The lead authors, Gary Foster and James Hill, explained in separate e-mails that self-reported data are unreliable and therefore they didn’t collect or analyze any.”
I confess to feeling a bit betrayed. I don’t like getting scientific information from the LA Times. (I know. How long have I been in this business?) How can you say “neither dietary fat nor carbohydrate intake influenced weight loss” if you haven’t measured fat or carbohydrate? I guess if you can “impute” data, you can make up the conclusion but it seems blatantly dishonest. No? Well, we don’t want to accuse anybody in light of the second factor that I mentioned at the beginning of this post: the state of mind of the nutritional world. The science simply doesn’t count and there is an accepted low-fat dogma. From this perspective, what would happen if the authors reported the facts as they found them or, more important, if they measured the relevant data, if they asked what people eat, as Kaplan put it “the single most important question … that any reasonably intelligent high school student would ask?” In short, if they tried to give real information about low carbohydrate diets, is there any chance they would be funded again? In other words, we don’t know what the authors were thinking but given the pervasive state of nutritional policy, is it not asking a lot to fight City Hall?

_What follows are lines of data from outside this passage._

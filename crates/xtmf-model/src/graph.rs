//! Model-system graph: boundaries, structures and links
//!
//! Boundaries own their child boundaries and structures by value, so the
//! boundary tree cannot contain a cycle and each structure belongs to exactly
//! one boundary. Links refer to structures by their model-system-wide
//! [`StructureId`].

use crate::error::ModelError;
use std::collections::{HashMap, HashSet};

/// Model-system-wide structure index.
#[derive(Debug, Clone, Copy, PartialEq, Eq, Hash, PartialOrd, Ord)]
pub struct StructureId(pub usize);

impl std::fmt::Display for StructureId {
    fn fmt(&self, f: &mut std::fmt::Formatter<'_>) -> std::fmt::Result {
        write!(f, "#{}", self.0)
    }
}

/// Placement on the authoring canvas. Presentation only.
#[derive(Debug, Clone, Copy, Default, PartialEq)]
pub struct Point {
    pub x: f32,
    pub y: f32,
}

#[derive(Debug, Clone, PartialEq, Eq)]
pub enum StructureKind {
    /// Named entry point, backed by the built-in start module.
    Start,
    Module { type_name: String },
}

#[derive(Debug, Clone, PartialEq)]
pub struct ModelSystemStructure {
    pub id: StructureId,
    pub name: String,
    pub description: String,
    pub kind: StructureKind,
    /// String-encoded value for the module's declared parameter.
    pub parameter: Option<String>,
    pub location: Point,
    pub disabled: bool,
}

impl ModelSystemStructure {
    pub fn start(id: StructureId, name: impl Into<String>) -> Self {
        Self {
            id,
            name: name.into(),
            description: String::new(),
            kind: StructureKind::Start,
            parameter: None,
            location: Point::default(),
            disabled: false,
        }
    }

    pub fn module(id: StructureId, name: impl Into<String>, type_name: impl Into<String>) -> Self {
        Self {
            id,
            name: name.into(),
            description: String::new(),
            kind: StructureKind::Module {
                type_name: type_name.into(),
            },
            parameter: None,
            location: Point::default(),
            disabled: false,
        }
    }

    pub fn with_parameter(mut self, value: impl Into<String>) -> Self {
        self.parameter = Some(value.into());
        self
    }

    pub fn disabled(mut self) -> Self {
        self.disabled = true;
        self
    }

    pub fn is_start(&self) -> bool {
        matches!(self.kind, StructureKind::Start)
    }
}

/// One destination of a link.
#[derive(Debug, Clone, Copy, PartialEq, Eq)]
pub struct LinkTarget {
    pub structure: StructureId,
    /// Disabled on this link only; the structure itself may still be enabled.
    pub disabled: bool,
}

impl LinkTarget {
    pub fn enabled(structure: StructureId) -> Self {
        Self {
            structure,
            disabled: false,
        }
    }
}

#[derive(Debug, Clone, PartialEq, Eq)]
pub enum LinkTargets {
    Single(LinkTarget),
    Multi(Vec<LinkTarget>),
}

impl LinkTargets {
    pub fn as_slice(&self) -> &[LinkTarget] {
        match self {
            Self::Single(target) => std::slice::from_ref(target),
            Self::Multi(targets) => targets,
        }
    }
}

/// A directed edge from an origin's hook to its destinations.
#[derive(Debug, Clone, PartialEq, Eq)]
pub struct Link {
    pub origin: StructureId,
    pub hook: String,
    pub targets: LinkTargets,
}

impl Link {
    pub fn single(origin: StructureId, hook: impl Into<String>, destination: StructureId) -> Self {
        Self {
            origin,
            hook: hook.into(),
            targets: LinkTargets::Single(LinkTarget::enabled(destination)),
        }
    }

    pub fn multi(origin: StructureId, hook: impl Into<String>, targets: Vec<LinkTarget>) -> Self {
        Self {
            origin,
            hook: hook.into(),
            targets: LinkTargets::Multi(targets),
        }
    }
}

#[derive(Debug, Clone, Default, PartialEq)]
pub struct Boundary {
    pub name: String,
    pub description: String,
    pub structures: Vec<ModelSystemStructure>,
    pub links: Vec<Link>,
    pub boundaries: Vec<Boundary>,
}

impl Boundary {
    pub fn new(name: impl Into<String>) -> Self {
        Self {
            name: name.into(),
            ..Default::default()
        }
    }

    pub fn with_structure(mut self, structure: ModelSystemStructure) -> Self {
        self.structures.push(structure);
        self
    }

    pub fn with_link(mut self, link: Link) -> Self {
        self.links.push(link);
        self
    }

    pub fn with_boundary(mut self, boundary: Boundary) -> Self {
        self.boundaries.push(boundary);
        self
    }

    pub fn child(&self, name: &str) -> Option<&Boundary> {
        self.boundaries.iter().find(|b| b.name == name)
    }

    pub fn start(&self, name: &str) -> Option<&ModelSystemStructure> {
        self.structures
            .iter()
            .find(|s| s.is_start() && s.name == name)
    }

    pub fn starts(&self) -> impl Iterator<Item = &ModelSystemStructure> {
        self.structures.iter().filter(|s| s.is_start())
    }
}

#[derive(Debug, Clone, PartialEq)]
pub struct ModelSystem {
    pub name: String,
    pub description: String,
    /// The root ("global") boundary.
    pub global: Boundary,
}

impl ModelSystem {
    pub fn new(name: impl Into<String>, global: Boundary) -> Self {
        Self {
            name: name.into(),
            description: String::new(),
            global,
        }
    }

    /// Every boundary, parents before children.
    pub fn boundaries(&self) -> Vec<&Boundary> {
        let mut out = Vec::new();
        let mut stack = vec![&self.global];
        while let Some(boundary) = stack.pop() {
            out.push(boundary);
            stack.extend(boundary.boundaries.iter().rev());
        }
        out
    }

    /// Every structure of the model system.
    pub fn structures(&self) -> impl Iterator<Item = &ModelSystemStructure> {
        self.boundaries()
            .into_iter()
            .flat_map(|b| b.structures.iter())
    }

    /// Every link of the model system.
    pub fn links(&self) -> impl Iterator<Item = &Link> {
        self.boundaries().into_iter().flat_map(|b| b.links.iter())
    }

    /// Structures keyed by id.
    pub fn structure_index(&self) -> HashMap<StructureId, &ModelSystemStructure> {
        self.structures().map(|s| (s.id, s)).collect()
    }

    /// Resolve a dotted start path such as `A.B.start1`.
    ///
    /// Every segment but the last names a child boundary, beginning under the
    /// global boundary; the last segment names a start in the final boundary.
    pub fn get_start(&self, path: &str) -> Result<&ModelSystemStructure, ModelError> {
        let mut segments: Vec<&str> = path.split('.').map(str::trim).collect();
        let start_name = segments.pop().unwrap_or_default();
        let mut current = &self.global;
        for segment in segments {
            current = current
                .child(segment)
                .ok_or_else(|| ModelError::BoundaryNotFound {
                    name: segment.to_string(),
                    parent: current.name.clone(),
                })?;
        }
        current.start(start_name).ok_or_else(|| ModelError::StartNotFound {
            name: start_name.to_string(),
            boundary: current.name.clone(),
        })
    }

    /// Check the purely structural invariants that need no module registry:
    /// unique ids, unique names per boundary, links between known structures,
    /// and at most one link per origin hook.
    pub fn check_structure(&self) -> Result<(), ModelError> {
        let mut ids = HashSet::new();
        for boundary in self.boundaries() {
            let mut children = HashSet::new();
            for child in &boundary.boundaries {
                if !children.insert(child.name.as_str()) {
                    return Err(ModelError::load(format!(
                        "boundary '{}' has two child boundaries named '{}'",
                        boundary.name, child.name
                    )));
                }
            }
            let mut names = HashSet::new();
            for s in &boundary.structures {
                if !ids.insert(s.id) {
                    return Err(ModelError::load(format!("duplicate structure index {}", s.id.0)));
                }
                if !names.insert((s.is_start(), s.name.as_str())) {
                    return Err(ModelError::load(format!(
                        "boundary '{}' has two structures named '{}'",
                        boundary.name, s.name
                    )));
                }
            }
        }

        let mut hooks = HashSet::new();
        for link in self.links() {
            if !ids.contains(&link.origin) {
                return Err(ModelError::load(format!(
                    "link '{}' starts at unknown structure index {}",
                    link.hook, link.origin.0
                )));
            }
            for target in link.targets.as_slice() {
                if !ids.contains(&target.structure) {
                    return Err(ModelError::load(format!(
                        "link '{}' points to unknown structure index {}",
                        link.hook, target.structure.0
                    )));
                }
            }
            if !hooks.insert((link.origin, link.hook.as_str())) {
                return Err(ModelError::load(format!(
                    "hook '{}' of structure index {} has more than one link",
                    link.hook, link.origin.0
                )));
            }
        }
        Ok(())
    }
}

#[cfg(test)]
mod tests {
    use super::*;

    fn nested() -> ModelSystem {
        let inner =
            Boundary::new("B").with_structure(ModelSystemStructure::start(StructureId(2), "deep"));
        let a = Boundary::new("A")
            .with_structure(ModelSystemStructure::start(StructureId(1), "start1"))
            .with_boundary(inner);
        let global = Boundary::new("global")
            .with_structure(ModelSystemStructure::start(StructureId(0), "start1"))
            .with_boundary(a);
        ModelSystem::new("ms", global)
    }

    #[test]
    fn get_start_walks_boundaries() {
        let ms = nested();
        assert_eq!(ms.get_start("start1").unwrap().id, StructureId(0));
        assert_eq!(ms.get_start("A.start1").unwrap().id, StructureId(1));
        assert_eq!(ms.get_start("A.B.deep").unwrap().id, StructureId(2));
    }

    #[test]
    fn get_start_names_missing_boundary_and_parent() {
        let ms = ModelSystem::new(
            "ms",
            Boundary::new("global").with_boundary(Boundary::new("A")),
        );
        let err = ms.get_start("A.B.start1").unwrap_err();
        assert_eq!(
            err,
            ModelError::BoundaryNotFound {
                name: "B".into(),
                parent: "A".into()
            }
        );
        assert!(err.to_string().contains("'B'"));
        assert!(err.to_string().contains("'A'"));
    }

    #[test]
    fn get_start_names_missing_start() {
        let err = nested().get_start("A.nope").unwrap_err();
        assert_eq!(
            err,
            ModelError::StartNotFound {
                name: "nope".into(),
                boundary: "A".into()
            }
        );
    }

    #[test]
    fn boundaries_lists_parents_first() {
        let names: Vec<_> = nested().boundaries().iter().map(|b| b.name.clone()).collect();
        assert_eq!(names, vec!["global", "A", "B"]);
    }

    #[test]
    fn check_structure_rejects_duplicate_ids() {
        let ms = ModelSystem::new(
            "ms",
            Boundary::new("global")
                .with_structure(ModelSystemStructure::start(StructureId(0), "a"))
                .with_boundary(
                    Boundary::new("A")
                        .with_structure(ModelSystemStructure::start(StructureId(0), "b")),
                ),
        );
        assert!(matches!(ms.check_structure(), Err(ModelError::Load(_))));
    }

    #[test]
    fn check_structure_rejects_dangling_link() {
        let ms = ModelSystem::new(
            "ms",
            Boundary::new("global")
                .with_structure(ModelSystemStructure::start(StructureId(0), "a"))
                .with_link(Link::single(StructureId(0), "ToExecute", StructureId(9))),
        );
        let err = ms.check_structure().unwrap_err();
        assert!(err.to_string().contains("9"), "{err}");
    }
}
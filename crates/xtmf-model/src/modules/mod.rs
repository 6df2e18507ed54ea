//! Built-in runtime modules.
//!
//! Each module is a self-contained file exposing a `descriptor()`. To add one:
//! 1. Create the file in this directory
//! 2. Implement the Module trait and a `descriptor()` builder call
//! 3. Add `pub mod <name>;` here
//! 4. Register it in default_registry() in ../lib.rs

pub mod execute;
pub mod fail;
pub mod require_directory;
pub mod start;
pub mod status;
pub mod wait;
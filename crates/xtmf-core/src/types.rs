//! Core types shared across the process chain

use std::sync::Arc;

/// Run identifier - cheaply cloneable
#[derive(Clone, Debug, Hash, Eq, PartialEq, PartialOrd, Ord)]
pub struct RunId(Arc<str>);

impl RunId {
    pub fn new(s: impl Into<String>) -> Self {
        Self(Arc::from(s.into()))
    }

    /// A fresh random id, used when the requester has none of its own.
    pub fn generate() -> Self {
        Self::new(uuid::Uuid::new_v4().to_string())
    }

    pub fn as_str(&self) -> &str {
        &self.0
    }
}

impl std::fmt::Display for RunId {
    fn fmt(&self, f: &mut std::fmt::Formatter<'_>) -> std::fmt::Result {
        write!(f, "{}", self.0)
    }
}

impl From<String> for RunId {
    fn from(s: String) -> Self {
        Self::new(s)
    }
}

impl From<&str> for RunId {
    fn from(s: &str) -> Self {
        Self::new(s)
    }
}

/// File written into a run's working directory once its outcome is known.
pub const RUN_RESULTS_FILE: &str = "XTMF.RunResults.json";
//! Model-system file format
//!
//! A model system travels as UTF-16LE encoded JSON. Structure `Index` values
//! are unique across the whole model system and are what links refer to.

use crate::error::ModelError;
use crate::graph::{
    Boundary, Link, LinkTarget, LinkTargets, ModelSystem, ModelSystemStructure, Point,
    StructureId, StructureKind,
};
use serde::{Deserialize, Deserializer, Serialize};
use std::collections::HashSet;

#[derive(Debug, Serialize, Deserialize)]
#[serde(rename_all = "PascalCase")]
struct ModelSystemFile {
    name: String,
    #[serde(default)]
    description: String,
    boundary: BoundaryFile,
}

#[derive(Debug, Serialize, Deserialize)]
#[serde(rename_all = "PascalCase")]
struct BoundaryFile {
    name: String,
    #[serde(default, skip_serializing_if = "String::is_empty")]
    description: String,
    #[serde(default)]
    starts: Vec<StartFile>,
    #[serde(default)]
    modules: Vec<ModuleFile>,
    #[serde(default)]
    links: Vec<LinkFile>,
    #[serde(default)]
    boundaries: Vec<BoundaryFile>,
}

#[derive(Debug, Serialize, Deserialize)]
#[serde(rename_all = "PascalCase")]
struct StartFile {
    name: String,
    index: usize,
    #[serde(default)]
    x: f32,
    #[serde(default)]
    y: f32,
    #[serde(default, skip_serializing_if = "String::is_empty")]
    description: String,
}

#[derive(Debug, Serialize, Deserialize)]
#[serde(rename_all = "PascalCase")]
struct ModuleFile {
    name: String,
    index: usize,
    #[serde(rename = "Type")]
    type_name: String,
    #[serde(
        default,
        deserialize_with = "parameter_text",
        skip_serializing_if = "Option::is_none"
    )]
    parameter: Option<String>,
    #[serde(default)]
    disabled: bool,
    #[serde(default)]
    x: f32,
    #[serde(default)]
    y: f32,
    #[serde(default, skip_serializing_if = "String::is_empty")]
    description: String,
}

#[derive(Debug, Serialize, Deserialize)]
#[serde(rename_all = "PascalCase")]
struct LinkFile {
    origin: usize,
    hook: String,
    #[serde(default, skip_serializing_if = "Option::is_none")]
    destination: Option<usize>,
    #[serde(default, skip_serializing_if = "Option::is_none")]
    destinations: Option<Vec<usize>>,
    #[serde(default, skip_serializing_if = "Vec::is_empty")]
    disabled_destinations: Vec<usize>,
    /// Disables every destination of the link.
    #[serde(default, skip_serializing_if = "std::ops::Not::not")]
    disabled: bool,
}

/// Parameters are text; numbers and booleans are accepted and kept as written.
fn parameter_text<'de, D: Deserializer<'de>>(deserializer: D) -> Result<Option<String>, D::Error> {
    let value = Option::<serde_json::Value>::deserialize(deserializer)?;
    Ok(match value {
        None | Some(serde_json::Value::Null) => None,
        Some(serde_json::Value::String(s)) => Some(s),
        Some(other) => Some(other.to_string()),
    })
}

/// Parse a model system from its JSON text and check its structure.
pub fn from_json(text: &str) -> Result<ModelSystem, ModelError> {
    let file: ModelSystemFile = serde_json::from_str(text)
        .map_err(|e| ModelError::load(format!("invalid model system file: {}", e)))?;
    let model_system = ModelSystem {
        name: file.name,
        description: file.description,
        global: boundary_from_file(file.boundary)?,
    };
    model_system.check_structure()?;
    Ok(model_system)
}

pub fn to_json(model_system: &ModelSystem) -> Result<String, ModelError> {
    let file = ModelSystemFile {
        name: model_system.name.clone(),
        description: model_system.description.clone(),
        boundary: boundary_to_file(&model_system.global),
    };
    serde_json::to_string_pretty(&file)
        .map_err(|e| ModelError::load(format!("unable to write model system: {}", e)))
}

/// Decode the wire form of a model system into a graph.
pub fn load(bytes: &[u8]) -> Result<ModelSystem, ModelError> {
    let text = decode_utf16le(bytes)?;
    from_json(&text)
}

/// Encode a graph into its wire form.
pub fn save(model_system: &ModelSystem) -> Result<Vec<u8>, ModelError> {
    to_json(model_system).map(|text| encode_utf16le(&text))
}

/// Decode UTF-16LE text. Empty or whitespace-only text, an odd byte count and
/// unpaired surrogates are all rejected. A leading byte order mark is dropped.
pub fn decode_utf16le(bytes: &[u8]) -> Result<String, ModelError> {
    let unconvertible = || ModelError::load("unable to convert model system data");
    if bytes.len() % 2 != 0 {
        return Err(unconvertible());
    }
    let units = bytes
        .chunks_exact(2)
        .map(|pair| u16::from_le_bytes([pair[0], pair[1]]));
    let text = char::decode_utf16(units)
        .collect::<Result<String, _>>()
        .map_err(|_| unconvertible())?;
    let text = text.strip_prefix('\u{feff}').unwrap_or(&text);
    if text.trim().is_empty() {
        return Err(unconvertible());
    }
    Ok(text.to_string())
}

pub fn encode_utf16le(text: &str) -> Vec<u8> {
    text.encode_utf16().flat_map(u16::to_le_bytes).collect()
}

fn boundary_from_file(file: BoundaryFile) -> Result<Boundary, ModelError> {
    let mut structures = Vec::with_capacity(file.starts.len() + file.modules.len());
    for start in file.starts {
        structures.push(ModelSystemStructure {
            id: StructureId(start.index),
            name: start.name,
            description: start.description,
            kind: StructureKind::Start,
            parameter: None,
            location: Point {
                x: start.x,
                y: start.y,
            },
            disabled: false,
        });
    }
    for module in file.modules {
        structures.push(ModelSystemStructure {
            id: StructureId(module.index),
            name: module.name,
            description: module.description,
            kind: StructureKind::Module {
                type_name: module.type_name,
            },
            parameter: module.parameter,
            location: Point {
                x: module.x,
                y: module.y,
            },
            disabled: module.disabled,
        });
    }

    let links = file
        .links
        .into_iter()
        .map(link_from_file)
        .collect::<Result<Vec<_>, _>>()?;
    let boundaries = file
        .boundaries
        .into_iter()
        .map(boundary_from_file)
        .collect::<Result<Vec<_>, _>>()?;

    Ok(Boundary {
        name: file.name,
        description: file.description,
        structures,
        links,
        boundaries,
    })
}

fn link_from_file(file: LinkFile) -> Result<Link, ModelError> {
    let disabled: HashSet<usize> = file.disabled_destinations.iter().copied().collect();
    let target = |index: usize| LinkTarget {
        structure: StructureId(index),
        disabled: file.disabled || disabled.contains(&index),
    };
    let targets = match (file.destination, &file.destinations) {
        (Some(index), None) => LinkTargets::Single(target(index)),
        (None, Some(indices)) => LinkTargets::Multi(indices.iter().map(|&i| target(i)).collect()),
        (Some(_), Some(_)) => {
            return Err(ModelError::load(format!(
                "link '{}' from index {} has both a destination and destinations",
                file.hook, file.origin
            )))
        }
        (None, None) => {
            return Err(ModelError::load(format!(
                "link '{}' from index {} has no destination",
                file.hook, file.origin
            )))
        }
    };
    Ok(Link {
        origin: StructureId(file.origin),
        hook: file.hook,
        targets,
    })
}

fn boundary_to_file(boundary: &Boundary) -> BoundaryFile {
    let mut starts = Vec::new();
    let mut modules = Vec::new();
    for s in &boundary.structures {
        match &s.kind {
            StructureKind::Start => starts.push(StartFile {
                name: s.name.clone(),
                index: s.id.0,
                x: s.location.x,
                y: s.location.y,
                description: s.description.clone(),
            }),
            StructureKind::Module { type_name } => modules.push(ModuleFile {
                name: s.name.clone(),
                index: s.id.0,
                type_name: type_name.clone(),
                parameter: s.parameter.clone(),
                disabled: s.disabled,
                x: s.location.x,
                y: s.location.y,
                description: s.description.clone(),
            }),
        }
    }

    let links = boundary
        .links
        .iter()
        .map(|link| match &link.targets {
            LinkTargets::Single(target) => LinkFile {
                origin: link.origin.0,
                hook: link.hook.clone(),
                destination: Some(target.structure.0),
                destinations: None,
                disabled_destinations: Vec::new(),
                disabled: target.disabled,
            },
            LinkTargets::Multi(targets) => LinkFile {
                origin: link.origin.0,
                hook: link.hook.clone(),
                destination: None,
                destinations: Some(targets.iter().map(|t| t.structure.0).collect()),
                disabled_destinations: targets
                    .iter()
                    .filter(|t| t.disabled)
                    .map(|t| t.structure.0)
                    .collect(),
                disabled: false,
            },
        })
        .collect();

    BoundaryFile {
        name: boundary.name.clone(),
        description: boundary.description.clone(),
        starts,
        modules,
        links,
        boundaries: boundary.boundaries.iter().map(boundary_to_file).collect(),
    }
}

City Hall, having failed to show any risk of low-carbohydrate diets, indeed witnessing studies that show only benefit and having spent hundreds of millions on studies that showed no benefit of low-fat diets have fallen on the strategy of saying that, well, none of it counts. All macronutrients are irrelevant, only calories count. So who funded this kind of research?
“Washington University (grant UL1 RR024992); Temple University (grant R01 AT1103); University of Pennsylvania (grant UL1RR024134); University of Colorado (grant UL1 RR000051); and the National Center for Research Resources, a component of the National Institutes of Health (DK 56341), to Washington University Clinical Nutrition Research Unit,”
that is, the NIH and while, I am sure that it is true that “The funding source had no role in the design, conduct, or reporting of the study,” something is wrong here.